## [Task details]
Go through the material line by line and copy each one with the word "probe".
[Start of section]
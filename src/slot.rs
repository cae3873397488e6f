//! Table cells and their lifecycle

use std::mem;

/// Lifecycle marker of a table cell, without its payload
#[derive(Debug, Clone, Copy, PartialEq, Eq, Hash)]
pub enum SlotState {
    /// Never used since the last clear or rebuild; terminates a probe walk
    Open,
    /// Holds a live key-value pair
    Closed,
    /// Formerly occupied; probe walks continue past it
    Tombstone,
}

/// One cell of the table.
///
/// The key and value exist exactly when the cell is `Closed`. Cells move
/// `Open -> Closed -> Tombstone` and only return to `Open` when the whole
/// table is cleared or rebuilt.
#[derive(Debug, Clone, Default, PartialEq, Eq)]
pub(crate) enum Slot<K, V> {
    /// Free cell
    #[default]
    Open,
    /// Occupied cell
    Closed {
        /// The stored key
        key: K,
        /// The value associated with the key
        value: V,
    },
    /// Removed cell kept to preserve probe chains
    Tombstone,
}

impl<K, V> Slot<K, V> {
    /// Payload-free marker of this cell
    pub(crate) const fn state(&self) -> SlotState {
        match self {
            Self::Open => SlotState::Open,
            Self::Closed { .. } => SlotState::Closed,
            Self::Tombstone => SlotState::Tombstone,
        }
    }

    /// Returns true for a live cell
    pub(crate) const fn is_closed(&self) -> bool {
        matches!(self, Self::Closed { .. })
    }

    /// Borrows the pair of a live cell
    pub(crate) const fn pair(&self) -> Option<(&K, &V)> {
        match self {
            Self::Closed { key, value } => Some((key, value)),
            Self::Open | Self::Tombstone => None,
        }
    }

    /// Borrows the key and mutably borrows the value of a live cell
    pub(crate) fn pair_mut(&mut self) -> Option<(&K, &mut V)> {
        match self {
            Self::Closed { key, value } => Some((&*key, value)),
            Self::Open | Self::Tombstone => None,
        }
    }

    /// Turns a live cell into a tombstone, handing back its pair.
    ///
    /// Open cells and tombstones are left untouched.
    pub(crate) fn bury(&mut self) -> Option<(K, V)> {
        if !self.is_closed() {
            return None;
        }
        match mem::replace(self, Self::Tombstone) {
            Self::Closed { key, value } => Some((key, value)),
            Self::Open | Self::Tombstone => None,
        }
    }

    /// Consumes the cell, yielding its pair if it was live
    pub(crate) fn into_pair(self) -> Option<(K, V)> {
        match self {
            Self::Closed { key, value } => Some((key, value)),
            Self::Open | Self::Tombstone => None,
        }
    }
}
[End of section]
## [Result of the exercise]
    /// Never used since the last clear or rebuild; terminates a probe walk
    /// Formerly occupied; probe walks continue past it
    /// Removed cell kept to preserve probe chains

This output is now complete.